Task to carry out: Copy the lines of the entries exactly, from the opening one to the one holding "tool failures are", and leave out everything after.

Provided records:
- - -
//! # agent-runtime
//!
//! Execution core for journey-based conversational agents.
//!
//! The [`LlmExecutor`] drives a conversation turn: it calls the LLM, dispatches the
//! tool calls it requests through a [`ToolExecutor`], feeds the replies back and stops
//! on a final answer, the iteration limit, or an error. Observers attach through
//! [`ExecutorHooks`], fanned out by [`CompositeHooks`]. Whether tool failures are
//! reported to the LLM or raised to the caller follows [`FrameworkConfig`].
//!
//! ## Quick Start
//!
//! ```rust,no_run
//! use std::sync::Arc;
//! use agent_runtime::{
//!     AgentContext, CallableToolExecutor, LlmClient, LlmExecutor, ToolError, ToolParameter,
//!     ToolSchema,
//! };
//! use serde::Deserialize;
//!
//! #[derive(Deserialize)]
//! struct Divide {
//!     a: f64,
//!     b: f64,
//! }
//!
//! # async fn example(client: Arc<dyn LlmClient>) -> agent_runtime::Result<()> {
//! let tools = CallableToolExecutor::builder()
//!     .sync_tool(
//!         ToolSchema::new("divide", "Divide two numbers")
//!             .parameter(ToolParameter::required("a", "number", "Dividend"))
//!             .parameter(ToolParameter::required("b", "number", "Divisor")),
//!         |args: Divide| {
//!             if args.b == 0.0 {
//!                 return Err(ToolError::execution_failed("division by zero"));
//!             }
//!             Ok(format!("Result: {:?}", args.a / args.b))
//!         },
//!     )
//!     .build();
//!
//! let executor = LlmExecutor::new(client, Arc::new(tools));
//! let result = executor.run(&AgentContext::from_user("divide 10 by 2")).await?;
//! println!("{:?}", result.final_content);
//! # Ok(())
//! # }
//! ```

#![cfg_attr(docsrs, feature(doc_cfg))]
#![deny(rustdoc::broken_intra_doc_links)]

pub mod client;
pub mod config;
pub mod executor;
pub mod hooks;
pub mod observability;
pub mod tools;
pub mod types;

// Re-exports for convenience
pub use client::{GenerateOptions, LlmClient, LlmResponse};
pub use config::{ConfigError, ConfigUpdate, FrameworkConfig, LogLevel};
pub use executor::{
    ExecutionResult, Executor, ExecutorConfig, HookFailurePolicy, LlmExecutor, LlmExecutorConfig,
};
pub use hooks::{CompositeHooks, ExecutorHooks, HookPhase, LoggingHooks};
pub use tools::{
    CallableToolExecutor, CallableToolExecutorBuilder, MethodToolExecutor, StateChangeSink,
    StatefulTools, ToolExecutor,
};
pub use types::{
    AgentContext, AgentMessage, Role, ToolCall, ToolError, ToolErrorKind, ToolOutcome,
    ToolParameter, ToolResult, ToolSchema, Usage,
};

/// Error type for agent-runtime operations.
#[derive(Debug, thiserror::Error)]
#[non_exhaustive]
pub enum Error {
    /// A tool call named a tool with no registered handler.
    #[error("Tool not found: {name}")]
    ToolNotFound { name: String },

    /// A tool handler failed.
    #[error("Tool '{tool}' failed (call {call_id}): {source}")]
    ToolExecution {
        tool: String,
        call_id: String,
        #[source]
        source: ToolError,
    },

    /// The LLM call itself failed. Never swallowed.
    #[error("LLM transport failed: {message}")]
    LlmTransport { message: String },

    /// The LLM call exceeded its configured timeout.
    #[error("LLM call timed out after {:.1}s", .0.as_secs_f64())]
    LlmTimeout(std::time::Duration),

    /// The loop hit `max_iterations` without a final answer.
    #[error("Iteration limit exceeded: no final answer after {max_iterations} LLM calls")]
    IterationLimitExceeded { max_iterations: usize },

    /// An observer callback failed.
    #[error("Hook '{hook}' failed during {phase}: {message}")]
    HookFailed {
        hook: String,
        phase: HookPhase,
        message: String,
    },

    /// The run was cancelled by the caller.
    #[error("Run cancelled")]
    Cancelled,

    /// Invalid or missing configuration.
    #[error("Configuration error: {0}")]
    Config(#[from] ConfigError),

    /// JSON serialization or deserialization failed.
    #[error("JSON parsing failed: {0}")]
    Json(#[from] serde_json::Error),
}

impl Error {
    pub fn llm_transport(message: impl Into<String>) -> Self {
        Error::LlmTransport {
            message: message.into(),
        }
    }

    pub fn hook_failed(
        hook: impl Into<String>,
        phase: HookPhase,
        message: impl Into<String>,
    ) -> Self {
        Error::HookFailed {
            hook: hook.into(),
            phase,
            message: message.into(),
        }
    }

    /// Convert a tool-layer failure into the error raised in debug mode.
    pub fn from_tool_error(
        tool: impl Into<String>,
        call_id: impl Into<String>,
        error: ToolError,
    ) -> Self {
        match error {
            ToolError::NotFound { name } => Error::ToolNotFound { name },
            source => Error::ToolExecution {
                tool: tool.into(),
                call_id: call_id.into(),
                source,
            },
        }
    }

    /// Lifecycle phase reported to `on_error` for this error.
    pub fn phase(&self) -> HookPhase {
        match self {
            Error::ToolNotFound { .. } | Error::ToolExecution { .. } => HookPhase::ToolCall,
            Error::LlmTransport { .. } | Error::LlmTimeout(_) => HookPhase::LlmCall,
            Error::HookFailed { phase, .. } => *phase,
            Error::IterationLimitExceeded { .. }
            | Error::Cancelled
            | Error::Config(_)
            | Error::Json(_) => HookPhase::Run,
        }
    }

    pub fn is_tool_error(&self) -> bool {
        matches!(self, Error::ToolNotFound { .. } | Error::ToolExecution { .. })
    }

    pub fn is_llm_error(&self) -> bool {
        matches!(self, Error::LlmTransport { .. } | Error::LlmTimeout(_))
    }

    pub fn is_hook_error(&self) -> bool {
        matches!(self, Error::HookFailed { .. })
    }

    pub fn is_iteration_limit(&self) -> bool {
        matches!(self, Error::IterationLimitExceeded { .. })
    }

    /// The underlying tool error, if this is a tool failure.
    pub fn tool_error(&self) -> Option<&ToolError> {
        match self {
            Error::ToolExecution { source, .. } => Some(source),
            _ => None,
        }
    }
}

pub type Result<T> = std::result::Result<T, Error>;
- - -
Expected answer:
//! # agent-runtime
//!
//! Execution core for journey-based conversational agents.
//!
//! The [`LlmExecutor`] drives a conversation turn: it calls the LLM, dispatches the
//! tool calls it requests through a [`ToolExecutor`], feeds the replies back and stops
//! on a final answer, the iteration limit, or an error. Observers attach through
//! [`ExecutorHooks`], fanned out by [`CompositeHooks`]. Whether tool failures are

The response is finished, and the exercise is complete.